Data science, Python vs Scala

Lokesh kumar Jain
3 min readMay 15, 2019

I recently got an opportunity to so some big data analysis. The work was to get some data from large files and create an analysis.

For this task, I was introduced to Spark on Databricks. We can use the following languages to write our logic in the notebook.

  • Python
  • R
  • Scala
  • SQL / Hive context

I new Python before, and a little bit of Scala programming. Obvious i was confused which will be better for the given task and for the long term benefit.

I search on the internet to get some opinion on this. It was a mix between both.

Initially, I was more inclined to Python as it is getting popular day by day. But after working for a month I find Scala is better for the DataScience and DataAnalysis and my reasons to pick Scala are these.

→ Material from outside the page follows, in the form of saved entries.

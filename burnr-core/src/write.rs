//! Contains the logic for writing an image file to a device.
//!
//! [`WriteSession`] binds a target device to a source image and drives the
//! write to completion on the calling thread: wipe the partition table,
//! stream the image chunk by chunk, then flush. Progress is exposed as a
//! polled percentage; there is no callback surface and no internal
//! parallelism. Callers that want a progress UI run the session on a
//! worker thread and poll a [`ProgressHandle`].

use std::io;
use std::path::{Path, PathBuf};
use std::sync::Arc;
use std::sync::atomic::{AtomicU8, Ordering};
use std::thread;
use std::time::Duration;

use log::{debug, error, info, warn};

use crate::error::{Error, Result};
use crate::image::{ImageFile, ImageOptions};
use crate::os::OsKind;
use crate::platform::{self, DeviceSink, Platform};

/// How long to wait before reopening a disconnected device.
const RECONNECT_DELAY: Duration = Duration::from_secs(1);

/// A cloneable view of a session's write progress, safe to poll from
/// another thread while the session is writing.
#[derive(Clone, Debug)]
pub struct ProgressHandle(Arc<AtomicU8>);

impl ProgressHandle {
    /// Percentage of the image written so far, 0–100. Reads 100 only once
    /// every chunk has reached stable storage.
    pub fn percent(&self) -> u8 {
        self.0.load(Ordering::Relaxed)
    }
}

/// One image-to-device write.
///
/// The session owns the device path, the image path, and the progress
/// counter, and is the single source of truth for how far along the write
/// is. Progress is monotonically non-decreasing within one
/// [`write_image`](Self::write_image) call and resets only when a new
/// session is constructed.
pub struct WriteSession {
    device_path: PathBuf,
    image_path: PathBuf,
    image_options: ImageOptions,
    backend: Box<dyn Platform>,
    progress: Arc<AtomicU8>,
}

impl WriteSession {
    /// Binds `device` and `image` on the host operating system.
    pub fn new(device: impl Into<PathBuf>, image: impl Into<PathBuf>) -> Result<Self> {
        Ok(Self::with_os(device, image, OsKind::resolve(None)?))
    }

    /// Binds `device` and `image` for an explicitly chosen OS.
    pub fn with_os(device: impl Into<PathBuf>, image: impl Into<PathBuf>, os: OsKind) -> Self {
        Self::with_backend(device, image, platform::backend_for(os))
    }

    /// Binds `device` and `image` to an arbitrary backend. This is the
    /// seam for substituting a fake platform under test.
    pub fn with_backend(
        device: impl Into<PathBuf>,
        image: impl Into<PathBuf>,
        backend: Box<dyn Platform>,
    ) -> Self {
        Self {
            device_path: device.into(),
            image_path: image.into(),
            image_options: ImageOptions::default(),
            backend,
            progress: Arc::new(AtomicU8::new(0)),
        }
    }

    /// Overrides how the image is opened (chunk size, extension check).
    pub fn with_image_options(mut self, options: ImageOptions) -> Self {
        self.image_options = options;
        self
    }

    pub fn device_path(&self) -> &Path {
        &self.device_path
    }

    pub fn image_path(&self) -> &Path {
        &self.image_path
    }

    /// The operating system this session writes through.
    pub fn os(&self) -> OsKind {
        self.backend.kind()
    }

    /// Percentage of the image written so far, 0–100.
    pub fn progress_percent(&self) -> u8 {
        self.progress.load(Ordering::Relaxed)
    }

    /// A cloneable handle for polling progress from another thread.
    pub fn progress_handle(&self) -> ProgressHandle {
        ProgressHandle(self.progress.clone())
    }

    /// Writes the image onto the device: wipe, stream, flush.
    ///
    /// Blocks until every chunk is durably on the device or a fatal error
    /// occurs. A failed wipe is logged and does not block the write; a
    /// disconnected device is reopened and the write resumed for as long
    /// as the condition recurs. The device handle is closed on every exit
    /// path.
    ///
    /// # Errors
    ///
    /// This function will return an error if:
    /// - The image file does not exist or fails the extension check.
    /// - The device cannot be opened for writing.
    /// - The device denies a write ([`Error::PermissionDenied`], which is
    ///   fatal and never retried).
    /// - Any other I/O error occurs during streaming or the final sync.
    pub fn write_image(&mut self) -> Result<()> {
        let image = ImageFile::open_with(&self.image_path, self.image_options.clone())?;
        // Fixed before the first byte is streamed, never recomputed.
        let total_chunks = image.total_chunks()?;

        // Best-effort wipe: some devices take a fresh image fine without
        // one, so a failing partitioning tool is not a reason to stop.
        if let Err(e) = self.backend.wipe(&self.device_path) {
            error!(
                "wipe of {} failed, continuing: {e}",
                self.device_path.display()
            );
        }

        debug!(
            "writing {} to {} in {total_chunks} chunks",
            self.image_path.display(),
            self.device_path.display()
        );

        let mut sink = self
            .backend
            .open_target(&self.device_path)
            .map_err(|e| match e {
                Error::Io(source) if source.kind() == io::ErrorKind::PermissionDenied => {
                    Error::PermissionDenied {
                        path: self.device_path.clone(),
                        source,
                    }
                }
                other => other,
            })?;

        let mut written: u64 = 0;
        for chunk in image.into_chunks()? {
            let chunk = chunk?;
            self.write_chunk_with_retry(sink.as_mut(), &chunk)?;
            written += 1;
            self.progress
                .store(percent_of(written, total_chunks), Ordering::Relaxed);
        }

        debug!("flushing {}", self.device_path.display());
        sink.sync()?;
        drop(sink);

        // 100 means every chunk is on stable storage.
        self.progress.store(100, Ordering::Relaxed);
        info!(
            "image written successfully to {}",
            self.device_path.display()
        );
        Ok(())
    }

    /// Writes one chunk, riding out device disconnects.
    ///
    /// A disconnect closes the stale handle, waits [`RECONNECT_DELAY`],
    /// reopens, and retries the same chunk (none skipped, none written
    /// twice), as often as the condition recurs. Permission
    /// errors and anything unrecognized are fatal.
    fn write_chunk_with_retry(&self, sink: &mut dyn DeviceSink, chunk: &[u8]) -> Result<()> {
        loop {
            let err = match sink.write_chunk(chunk) {
                Ok(()) => return Ok(()),
                Err(e) => e,
            };

            if err.kind() == io::ErrorKind::PermissionDenied {
                return Err(Error::PermissionDenied {
                    path: self.device_path.clone(),
                    source: err,
                });
            }
            if !is_disconnect(&err) {
                return Err(err.into());
            }

            warn!(
                "{} disconnected, reconnecting: {err}",
                self.device_path.display()
            );
            sink.close();
            loop {
                thread::sleep(RECONNECT_DELAY);
                match sink.reopen() {
                    Ok(()) => break,
                    // Still gone, or the device node has not come back yet.
                    Err(e) if is_disconnect(&e) || e.kind() == io::ErrorKind::NotFound => {
                        debug!("{} still absent: {e}", self.device_path.display());
                    }
                    Err(e) if e.kind() == io::ErrorKind::PermissionDenied => {
                        return Err(Error::PermissionDenied {
                            path: self.device_path.clone(),
                            source: e,
                        });
                    }
                    Err(e) => return Err(e.into()),
                }
            }
        }
    }
}

/// `floor(written / total * 100)`, held below 100 until the final sync
/// lands.
fn percent_of(written: u64, total: u64) -> u8 {
    if total == 0 {
        return 0;
    }
    (((written * 100) / total) as u8).min(99)
}

/// Whether `err` means the device went away (unplugged mid-write). These
/// are the recoverable errors; everything else is fatal.
fn is_disconnect(err: &io::Error) -> bool {
    if err.kind() == io::ErrorKind::NotConnected {
        return true;
    }
    match err.raw_os_error() {
        #[cfg(unix)]
        Some(code) => code == libc::ENODEV || code == libc::ENXIO,
        // ERROR_NO_SUCH_DEVICE: raised when the drive vanishes under an
        // open handle.
        #[cfg(windows)]
        Some(code) => code == 433,
        #[cfg(not(any(unix, windows)))]
        Some(_) => false,
        None => false,
    }
}
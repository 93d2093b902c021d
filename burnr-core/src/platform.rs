//! Provides platform-specific functionality.
//!
//! This module contains the logic for interacting with the operating system
//! to perform the tasks that are not cross-platform: discovering removable
//! block devices, clearing a device's partition table with the platform's
//! partitioning tool, and opening a device for raw writing.
//!
//! Each operating system gets one [`Platform`] implementation. A backend is
//! selected once, when a session is constructed, instead of branching on
//! the OS at every call site; the trait seam also lets tests substitute a
//! fake backend for the whole pipeline.

mod linux;
mod macos;
mod windows;

pub use self::linux::LinuxPlatform;
pub use self::macos::MacOsPlatform;
pub use self::windows::WindowsPlatform;

use std::fs::{File, OpenOptions};
use std::io::{self, Write};
use std::path::{Path, PathBuf};

use crate::device::{Device, DeviceInventory};
use crate::error::Result;
use crate::os::OsKind;
use crate::os_options::{EXCLUSIVE_OPEN, OpenOptionsExt};

/// OS-specific operations needed by the write pipeline.
pub trait Platform: Send {
    /// The operating system this backend drives.
    fn kind(&self) -> OsKind;

    /// Enumerates the block devices currently attached to the host,
    /// partitioned into removable and fixed sets.
    fn list_devices(&self) -> Result<DeviceInventory>;

    /// Clears the partition table of `device` with the platform's
    /// partitioning tool.
    fn wipe(&self, device: &Path) -> Result<()>;

    /// Opens `device` for raw, exclusive writing.
    fn open_target(&self, device: &Path) -> Result<Box<dyn DeviceSink>>;
}

/// An open write handle to a block device.
///
/// Implementations own the handle; dropping a sink closes it, so no handle
/// outlives the streaming scope on any exit path.
pub trait DeviceSink {
    /// Writes one chunk in full.
    fn write_chunk(&mut self, chunk: &[u8]) -> io::Result<()>;

    /// Closes the (possibly stale) handle without syncing. Writing again
    /// requires [`reopen`](Self::reopen).
    fn close(&mut self);

    /// Opens a fresh handle to the same device after a [`close`](Self::close).
    fn reopen(&mut self) -> io::Result<()>;

    /// Forces buffered writes down to stable storage.
    fn sync(&mut self) -> io::Result<()>;
}

/// Constructs the backend for `os`.
pub fn backend_for(os: OsKind) -> Box<dyn Platform> {
    match os {
        OsKind::Linux => Box::new(LinuxPlatform),
        OsKind::Windows => Box::new(WindowsPlatform),
        OsKind::MacOs => Box::new(MacOsPlatform),
    }
}

/// Enumerates block devices for `os`. When `show_all` is false only
/// removable devices are returned; otherwise removable devices come first,
/// followed by fixed ones.
pub fn list_devices(os: OsKind, show_all: bool) -> Result<Vec<Device>> {
    Ok(backend_for(os).list_devices()?.into_list(show_all))
}

/// The plain-file sink shared by the Linux and macOS backends: standard
/// buffered device writes, with one explicit durability sync at the end of
/// the stream.
pub(crate) struct FileSink {
    path: PathBuf,
    file: Option<File>,
}

impl FileSink {
    pub(crate) fn open(path: &Path) -> io::Result<Self> {
        Ok(Self {
            path: path.to_path_buf(),
            file: Some(Self::open_device(path)?),
        })
    }

    fn open_device(path: &Path) -> io::Result<File> {
        OpenOptions::new()
            .write(true)
            .custom_flags(EXCLUSIVE_OPEN)
            .open(path)
    }

    fn handle(&mut self) -> io::Result<&mut File> {
        self.file
            .as_mut()
            .ok_or_else(|| io::Error::new(io::ErrorKind::NotConnected, "device handle closed"))
    }
}

impl DeviceSink for FileSink {
    fn write_chunk(&mut self, chunk: &[u8]) -> io::Result<()> {
        self.handle()?.write_all(chunk)
    }

    fn close(&mut self) {
        self.file = None;
    }

    fn reopen(&mut self) -> io::Result<()> {
        self.file = None;
        self.file = Some(Self::open_device(&self.path)?);
        Ok(())
    }

    fn sync(&mut self) -> io::Result<()> {
        let file = self.handle()?;
        file.flush()?;
        file.sync_all()
    }
}
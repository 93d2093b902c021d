use std::io::Write as _;
use std::path::{Path, PathBuf};
use std::process::{Command, Stdio};

use log::{debug, info};

use crate::device::{Device, DeviceInventory};
use crate::error::{Error, Result};
use crate::os::OsKind;
use crate::platform::{DeviceSink, Platform};

/// Windows backend: WMI enumeration, diskpart wiping, raw-handle writing.
pub struct WindowsPlatform;

/// Splits one `wmic diskdrive` output line into `(device_id, media_type)`.
///
/// Some driver types append extra columns after the media type; anything
/// past the second field is an opaque don't-care and ignored.
pub(crate) fn parse_diskdrive_line(line: &str) -> Option<(String, String)> {
    let mut fields = line.split_whitespace();
    let device_id = fields.next()?;
    let media_type = fields.next()?;
    Some((device_id.to_string(), media_type.to_string()))
}

fn wmic_query(columns: &str) -> Result<String> {
    let output = Command::new("wmic")
        .args(["diskdrive", "get", columns])
        .output()?;
    if !output.status.success() {
        return Err(Error::ExternalTool {
            tool: "wmic",
            detail: String::from_utf8_lossy(&output.stderr).trim().to_string(),
        });
    }
    Ok(String::from_utf8_lossy(&output.stdout).into_owned())
}

/// Maps a device id to the disk index diskpart expects, via the WMI
/// `Index` column (the last field of the matching line).
fn find_drive_index(device: &Path) -> Result<u32> {
    let device_id = device.to_string_lossy();
    let stdout = wmic_query("DeviceID,Index")?;

    for line in stdout.lines().skip(1) {
        let line = line.trim();
        if !line.contains(&*device_id) {
            continue;
        }
        if let Some(index) = line.split_whitespace().last().and_then(|f| f.parse().ok()) {
            return Ok(index);
        }
    }

    Err(Error::ExternalTool {
        tool: "wmic",
        detail: format!("no disk index found for {device_id}"),
    })
}

impl Platform for WindowsPlatform {
    fn kind(&self) -> OsKind {
        OsKind::Windows
    }

    /// Queries WMI for the physical drives and classifies each by its
    /// `MediaType` column: exactly `Removable` means hot-pluggable.
    fn list_devices(&self) -> Result<DeviceInventory> {
        let stdout = wmic_query("DeviceID,MediaType")?;
        let mut inventory = DeviceInventory::default();

        // The first line is the column header.
        for line in stdout.lines().skip(1) {
            let Some((device_id, media_type)) = parse_diskdrive_line(line) else {
                continue;
            };
            inventory.push(Device {
                path: PathBuf::from(device_id),
                display_name: None,
                removable: media_type == "Removable",
                size_gb: None,
                mount_point: String::new(),
            });
        }

        Ok(inventory)
    }

    /// Cleans the drive with a scripted diskpart run: the disk index is
    /// looked up through WMI, then `select disk <index>` and `clean` are
    /// fed to diskpart on stdin.
    fn wipe(&self, device: &Path) -> Result<()> {
        let index = find_drive_index(device)?;
        debug!("cleaning disk {index} ({}) with diskpart", device.display());

        let script = format!("select disk {index}\nclean\n");
        let mut child = Command::new("diskpart")
            .stdin(Stdio::piped())
            .stdout(Stdio::piped())
            .stderr(Stdio::piped())
            .spawn()?;
        child
            .stdin
            .take()
            .ok_or_else(|| Error::ExternalTool {
                tool: "diskpart",
                detail: "stdin unavailable".to_string(),
            })?
            .write_all(script.as_bytes())?;

        let output = child.wait_with_output()?;
        if !output.status.success() {
            return Err(Error::ExternalTool {
                tool: "diskpart",
                detail: String::from_utf8_lossy(&output.stderr).trim().to_string(),
            });
        }

        info!("all partitions on disk {index} deleted");
        Ok(())
    }

    #[cfg(windows)]
    fn open_target(&self, device: &Path) -> Result<Box<dyn DeviceSink>> {
        Ok(Box::new(raw::RawDeviceSink::open(device)?))
    }

    #[cfg(not(windows))]
    fn open_target(&self, _device: &Path) -> Result<Box<dyn DeviceSink>> {
        Err(Error::NotImplemented {
            os: OsKind::Windows,
            operation: "raw device writing",
        })
    }
}

#[cfg(windows)]
mod raw {
    use std::ffi::OsStr;
    use std::io;
    use std::os::windows::ffi::OsStrExt;
    use std::path::Path;

    use windows_sys::Win32::Foundation::{
        CloseHandle, GENERIC_WRITE, HANDLE, INVALID_HANDLE_VALUE,
    };
    use windows_sys::Win32::Storage::FileSystem::{
        CreateFileW, FlushFileBuffers, OPEN_EXISTING, WriteFile,
    };

    use crate::platform::DeviceSink;

    /// Write handle to a physical drive, opened through `CreateFileW` for
    /// generic write against the existing device object.
    ///
    /// Every chunk is followed by `FlushFileBuffers`: this medium's
    /// implicit buffering guarantees are weaker than the unix page cache,
    /// and a reconnect after a mid-write unplug must not lose chunks that
    /// were already counted as written.
    pub(crate) struct RawDeviceSink {
        path: Vec<u16>,
        handle: HANDLE,
    }

    impl RawDeviceSink {
        pub(crate) fn open(device: &Path) -> io::Result<Self> {
            let path: Vec<u16> = OsStr::new(device).encode_wide().chain(Some(0)).collect();
            let handle = Self::open_handle(&path)?;
            Ok(Self { path, handle })
        }

        fn open_handle(path: &[u16]) -> io::Result<HANDLE> {
            let handle = unsafe {
                CreateFileW(
                    path.as_ptr(),
                    GENERIC_WRITE,
                    0,
                    std::ptr::null(),
                    OPEN_EXISTING,
                    0,
                    std::ptr::null_mut(),
                )
            };
            if handle == INVALID_HANDLE_VALUE {
                return Err(io::Error::last_os_error());
            }
            Ok(handle)
        }

        fn valid_handle(&self) -> io::Result<HANDLE> {
            if self.handle == INVALID_HANDLE_VALUE {
                return Err(io::Error::new(
                    io::ErrorKind::NotConnected,
                    "device handle closed",
                ));
            }
            Ok(self.handle)
        }
    }

    impl DeviceSink for RawDeviceSink {
        fn write_chunk(&mut self, chunk: &[u8]) -> io::Result<()> {
            let handle = self.valid_handle()?;
            let mut total = 0usize;
            while total < chunk.len() {
                let rest = &chunk[total..];
                let mut written: u32 = 0;
                let ok = unsafe {
                    WriteFile(
                        handle,
                        rest.as_ptr(),
                        rest.len() as u32,
                        &mut written,
                        std::ptr::null_mut(),
                    )
                };
                if ok == 0 {
                    return Err(io::Error::last_os_error());
                }
                total += written as usize;
            }
            if unsafe { FlushFileBuffers(handle) } == 0 {
                return Err(io::Error::last_os_error());
            }
            Ok(())
        }

        fn close(&mut self) {
            if self.handle != INVALID_HANDLE_VALUE {
                unsafe { CloseHandle(self.handle) };
                self.handle = INVALID_HANDLE_VALUE;
            }
        }

        fn reopen(&mut self) -> io::Result<()> {
            self.close();
            self.handle = Self::open_handle(&self.path)?;
            Ok(())
        }

        fn sync(&mut self) -> io::Result<()> {
            let handle = self.valid_handle()?;
            if unsafe { FlushFileBuffers(handle) } == 0 {
                return Err(io::Error::last_os_error());
            }
            Ok(())
        }
    }

    impl Drop for RawDeviceSink {
        fn drop(&mut self) {
            self.close();
        }
    }
}
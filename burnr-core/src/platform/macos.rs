use std::collections::HashMap;
use std::path::{Path, PathBuf};
use std::process::Command;

use log::{debug, info, warn};

use crate::device::{Device, DeviceInventory};
use crate::error::{Error, Result};
use crate::os::OsKind;
use crate::platform::{DeviceSink, FileSink, Platform};

/// macOS backend: diskutil enumeration and wiping, plain-file writing.
pub struct MacOsPlatform;

fn diskutil(args: &[&str]) -> Result<String> {
    let output = Command::new("diskutil").args(args).output()?;
    if !output.status.success() {
        return Err(Error::ExternalTool {
            tool: "diskutil",
            detail: String::from_utf8_lossy(&output.stderr).trim().to_string(),
        });
    }
    Ok(String::from_utf8_lossy(&output.stdout).into_owned())
}

/// Extracts the whole-disk paths (`/dev/diskN`) from `diskutil list` output.
fn parse_disk_paths(listing: &str) -> Vec<PathBuf> {
    listing
        .lines()
        .filter(|l| l.starts_with("/dev/disk"))
        .filter_map(|l| l.split_whitespace().next())
        .map(PathBuf::from)
        .collect()
}

/// Parses `diskutil info` output into a key/value map. Keys and values are
/// whitespace-trimmed; lines without a colon are skipped.
fn parse_info(info: &str) -> HashMap<String, String> {
    info.lines()
        .filter_map(|line| {
            let (key, value) = line.split_once(':')?;
            Some((key.trim().to_string(), value.trim().to_string()))
        })
        .collect()
}

/// Pulls the byte count out of diskutil's `Disk Size` value, which looks
/// like `15.5 GB (15523119104 Bytes) (exactly 30318592 512-Byte-Units)`.
fn parse_size_gb(value: &str) -> Option<f64> {
    let start = value.find('(')? + 1;
    let rest = &value[start..];
    let end = rest.find(" Bytes")?;
    let bytes: u64 = rest[..end].trim().parse().ok()?;
    Some(bytes as f64 / (1024.0 * 1024.0 * 1024.0))
}

/// Disk images attach as virtual whole-disks; they are not writable media.
fn is_virtual(info: &HashMap<String, String>) -> bool {
    info.get("Virtual").is_some_and(|v| v == "Yes")
        || info.get("Protocol").is_some_and(|v| v == "Disk Image")
}

impl Platform for MacOsPlatform {
    fn kind(&self) -> OsKind {
        OsKind::MacOs
    }

    /// Lists whole disks with `diskutil list`, then queries each with
    /// `diskutil info` for its media name, removable flag, and size.
    ///
    /// Disk-image-backed (virtual) devices are excluded. A failed
    /// per-device query degrades that device's metadata instead of
    /// aborting the listing.
    fn list_devices(&self) -> Result<DeviceInventory> {
        let listing = diskutil(&["list"])?;
        let mut inventory = DeviceInventory::default();

        for path in parse_disk_paths(&listing) {
            let info = match diskutil(&["info", &path.to_string_lossy()]) {
                Ok(out) => parse_info(&out),
                Err(e) => {
                    warn!("diskutil info failed for {}: {e}", path.display());
                    HashMap::new()
                }
            };

            if is_virtual(&info) {
                continue;
            }

            let removable = info
                .get("Removable Media")
                .is_some_and(|v| v == "Removable" || v == "Yes");

            inventory.push(Device {
                path,
                display_name: info.get("Device / Media Name").cloned(),
                removable,
                size_gb: info.get("Disk Size").and_then(|v| parse_size_gb(v)),
                mount_point: info.get("Mount Point").cloned().unwrap_or_default(),
            });
        }

        Ok(inventory)
    }

    /// Erases the device to free GPT space. `%noformat%` keeps diskutil
    /// from writing a fresh filesystem onto the cleared disk.
    fn wipe(&self, device: &Path) -> Result<()> {
        debug!("erasing {} to free GPT space with diskutil", device.display());

        diskutil(&[
            "eraseDisk",
            "free",
            "%noformat%",
            "GPT",
            &device.to_string_lossy(),
        ])?;

        info!("partitions on {} erased", device.display());
        Ok(())
    }

    fn open_target(&self, device: &Path) -> Result<Box<dyn DeviceSink>> {
        Ok(Box::new(FileSink::open(device)?))
    }
}

#[cfg(test)]
mod tests {
    use super::*;

    const LISTING: &str = "\
/dev/disk0 (internal, physical):
   #:                       TYPE NAME                    SIZE       IDENTIFIER
   0:      GUID_partition_scheme                        *500.3 GB   disk0
   1:                        EFI EFI                     314.6 MB   disk0s1

/dev/disk4 (external, physical):
   #:                       TYPE NAME                    SIZE       IDENTIFIER
   0:     FDisk_partition_scheme                        *15.5 GB    disk4
";

    const INFO: &str = "\
   Device Identifier:         disk4
   Device Node:               /dev/disk4
   Device / Media Name:       USB SanDisk 3.2Gen1

   Removable Media:           Removable
   Media Type:                Generic
   Protocol:                  USB
   Disk Size:                 15.5 GB (15523119104 Bytes) (exactly 30318592 512-Byte-Units)
";

    #[test]
    fn finds_whole_disk_paths() {
        let paths = parse_disk_paths(LISTING);
        assert_eq!(
            paths,
            [PathBuf::from("/dev/disk0"), PathBuf::from("/dev/disk4")]
        );
    }

    #[test]
    fn reads_info_fields() {
        let info = parse_info(INFO);
        assert_eq!(
            info.get("Device / Media Name").map(String::as_str),
            Some("USB SanDisk 3.2Gen1")
        );
        assert_eq!(
            info.get("Removable Media").map(String::as_str),
            Some("Removable")
        );
        assert!(!is_virtual(&info));
    }

    #[test]
    fn extracts_byte_counts_from_disk_size() {
        let info = parse_info(INFO);
        let gb = info.get("Disk Size").and_then(|v| parse_size_gb(v)).unwrap();
        assert!((gb - 14.46).abs() < 0.01);
    }

    #[test]
    fn virtual_disks_are_flagged() {
        let info = parse_info("   Virtual:                   Yes\n");
        assert!(is_virtual(&info));
        let info = parse_info("   Protocol:                  Disk Image\n");
        assert!(is_virtual(&info));
    }
}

  1. Scala is a typed language. Type safety is a huge win for productivity as you will catching more and more bugs before running your code and trust me these tasks consume a lot of time before you know you are right. This is the same reason TypeScript is becoming more and more popular.
  2. For the major tasks on analysis like filter and mapping. Scala seems better as it supports functional aspects. You can use map`, filter, reduce and get the benefit of using Scala data structures
  3. Datasets, is Spark there are followings
    1. RDD
    2. DataFrames
    3. DataSets
    You can clearly see the benefit of using DataSet over dataFrame. with datasets are the DataFrame+Type+Shape. To use dateset API you need a typed language like Scala or java. I think Scala will be a choice here.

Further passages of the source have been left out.